=== WHAT YOU SHOULD DO ===
The answer must consist of every record below, transcribed exactly.

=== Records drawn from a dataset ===
Content starts

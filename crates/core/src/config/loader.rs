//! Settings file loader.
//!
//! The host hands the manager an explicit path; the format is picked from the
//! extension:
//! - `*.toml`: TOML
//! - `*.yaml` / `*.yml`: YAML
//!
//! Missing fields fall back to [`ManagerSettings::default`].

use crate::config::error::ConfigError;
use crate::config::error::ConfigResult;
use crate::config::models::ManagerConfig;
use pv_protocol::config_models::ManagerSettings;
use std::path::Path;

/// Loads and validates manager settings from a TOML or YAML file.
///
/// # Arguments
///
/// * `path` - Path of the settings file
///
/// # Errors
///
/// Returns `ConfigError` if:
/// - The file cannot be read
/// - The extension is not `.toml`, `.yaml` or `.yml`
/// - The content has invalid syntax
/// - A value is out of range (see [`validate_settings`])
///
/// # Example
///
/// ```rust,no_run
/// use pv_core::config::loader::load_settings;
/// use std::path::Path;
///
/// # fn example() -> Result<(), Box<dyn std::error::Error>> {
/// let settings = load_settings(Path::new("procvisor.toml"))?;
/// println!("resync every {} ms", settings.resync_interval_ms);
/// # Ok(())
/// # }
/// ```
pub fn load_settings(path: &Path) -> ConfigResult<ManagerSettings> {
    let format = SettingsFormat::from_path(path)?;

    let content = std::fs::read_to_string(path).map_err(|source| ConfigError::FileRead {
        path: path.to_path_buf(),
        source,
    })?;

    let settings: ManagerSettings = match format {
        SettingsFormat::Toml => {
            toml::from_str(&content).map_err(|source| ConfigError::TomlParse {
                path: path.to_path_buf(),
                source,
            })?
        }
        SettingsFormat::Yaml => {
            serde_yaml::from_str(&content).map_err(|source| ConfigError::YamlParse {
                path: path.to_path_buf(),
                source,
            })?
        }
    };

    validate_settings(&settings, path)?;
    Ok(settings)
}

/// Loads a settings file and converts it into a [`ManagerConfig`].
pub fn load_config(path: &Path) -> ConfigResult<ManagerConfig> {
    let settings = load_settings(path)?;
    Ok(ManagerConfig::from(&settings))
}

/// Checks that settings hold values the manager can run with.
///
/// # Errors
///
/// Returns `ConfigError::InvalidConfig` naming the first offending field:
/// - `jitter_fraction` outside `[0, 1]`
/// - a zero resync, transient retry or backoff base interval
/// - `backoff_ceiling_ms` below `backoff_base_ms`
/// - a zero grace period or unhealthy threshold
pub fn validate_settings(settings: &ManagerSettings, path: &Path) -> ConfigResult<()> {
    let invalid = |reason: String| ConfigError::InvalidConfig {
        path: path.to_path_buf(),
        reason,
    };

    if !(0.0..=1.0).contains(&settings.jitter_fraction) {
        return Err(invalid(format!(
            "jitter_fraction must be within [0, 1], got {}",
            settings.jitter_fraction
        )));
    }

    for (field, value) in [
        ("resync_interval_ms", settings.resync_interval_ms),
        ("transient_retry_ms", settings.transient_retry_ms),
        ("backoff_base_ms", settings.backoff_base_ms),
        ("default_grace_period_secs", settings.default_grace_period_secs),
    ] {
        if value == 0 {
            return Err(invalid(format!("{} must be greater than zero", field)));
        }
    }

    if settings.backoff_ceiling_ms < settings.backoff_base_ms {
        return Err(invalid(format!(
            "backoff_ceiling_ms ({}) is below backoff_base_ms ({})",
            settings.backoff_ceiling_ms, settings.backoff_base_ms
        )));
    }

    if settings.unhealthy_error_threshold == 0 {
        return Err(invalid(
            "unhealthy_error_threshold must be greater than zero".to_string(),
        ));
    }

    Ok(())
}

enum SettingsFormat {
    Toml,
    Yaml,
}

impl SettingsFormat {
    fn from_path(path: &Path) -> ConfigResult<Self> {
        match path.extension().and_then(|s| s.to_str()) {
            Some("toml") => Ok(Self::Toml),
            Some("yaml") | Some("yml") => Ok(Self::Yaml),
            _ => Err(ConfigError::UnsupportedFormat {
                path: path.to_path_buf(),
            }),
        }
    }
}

Content ends

=== YOUR SOLUTION ===
filename crates/core/src/config/loader.rs
//! Settings file loader.
//!
//! The host hands the manager an explicit path; the format is picked from the
//! extension:
//! - `*.toml`: TOML
//! - `*.yaml` / `*.yml`: YAML
//!
//! Missing fields fall back to [`ManagerSettings::default`].

use crate::config::error::ConfigError;
use crate::config::error::ConfigResult;
use crate::config::models::ManagerConfig;
use pv_protocol::config_models::ManagerSettings;
use std::path::Path;

/// Loads and validates manager settings from a TOML or YAML file.
///
/// # Arguments
///
/// * `path` - Path of the settings file
///
/// # Errors
///
/// Returns `ConfigError` if:
/// - The file cannot be read
/// - The extension is not `.toml`, `.yaml` or `.yml`
/// - The content has invalid syntax
/// - A value is out of range (see [`validate_settings`])
///
/// # Example
///
/// ```rust,no_run
/// use pv_core::config::loader::load_settings;
/// use std::path::Path;
///
/// # fn example() -> Result<(), Box<dyn std::error::Error>> {
/// let settings = load_settings(Path::new("procvisor.toml"))?;
/// println!("resync every {} ms", settings.resync_interval_ms);
/// # Ok(())
/// # }
/// ```
pub fn load_settings(path: &Path) -> ConfigResult<ManagerSettings> {
    let format = SettingsFormat::from_path(path)?;

    let content = std::fs::read_to_string(path).map_err(|source| ConfigError::FileRead {
        path: path.to_path_buf(),
        source,
    })?;

    let settings: ManagerSettings = match format {
        SettingsFormat::Toml => {
            toml::from_str(&content).map_err(|source| ConfigError::TomlParse {
                path: path.to_path_buf(),
                source,
            })?
        }
        SettingsFormat::Yaml => {
            serde_yaml::from_str(&content).map_err(|source| ConfigError::YamlParse {
                path: path.to_path_buf(),
                source,
            })?
        }
    };

    validate_settings(&settings, path)?;
    Ok(settings)
}

/// Loads a settings file and converts it into a [`ManagerConfig`].
pub fn load_config(path: &Path) -> ConfigResult<ManagerConfig> {
    let settings = load_settings(path)?;
    Ok(ManagerConfig::from(&settings))
}

/// Checks that settings hold values the manager can run with.
///
/// # Errors
///
/// Returns `ConfigError::InvalidConfig` naming the first offending field:
/// - `jitter_fraction` outside `[0, 1]`
/// - a zero resync, transient retry or backoff base interval
/// - `backoff_ceiling_ms` below `backoff_base_ms`
/// - a zero grace period or unhealthy threshold
pub fn validate_settings(settings: &ManagerSettings, path: &Path) -> ConfigResult<()> {
    let invalid = |reason: String| ConfigError::InvalidConfig {
        path: path.to_path_buf(),
        reason,
    };

    if !(0.0..=1.0).contains(&settings.jitter_fraction) {
        return Err(invalid(format!(
            "jitter_fraction must be within [0, 1], got {}",
            settings.jitter_fraction
        )));
    }

    for (field, value) in [
        ("resync_interval_ms", settings.resync_interval_ms),
        ("transient_retry_ms", settings.transient_retry_ms),
        ("backoff_base_ms", settings.backoff_base_ms),
        ("default_grace_period_secs", settings.default_grace_period_secs),
    ] {
        if value == 0 {
            return Err(invalid(format!("{} must be greater than zero", field)));
        }
    }

    if settings.backoff_ceiling_ms < settings.backoff_base_ms {
        return Err(invalid(format!(
            "backoff_ceiling_ms ({}) is below backoff_base_ms ({})",
            settings.backoff_ceiling_ms, settings.backoff_base_ms
        )));
    }

    if settings.unhealthy_error_threshold == 0 {
        return Err(invalid(
            "unhealthy_error_threshold must be greater than zero".to_string(),
        ));
    }

    Ok(())
}

enum SettingsFormat {
    Toml,
    Yaml,
}

impl SettingsFormat {
    fn from_path(path: &Path) -> ConfigResult<Self> {
        match path.extension().and_then(|s| s.to_str()) {
            Some("toml") => Ok(Self::Toml),
            Some("yaml") | Some("yml") => Ok(Self::Yaml),
            _ => Err(ConfigError::UnsupportedFormat {
                path: path.to_path_buf(),
            }),
        }
    }
}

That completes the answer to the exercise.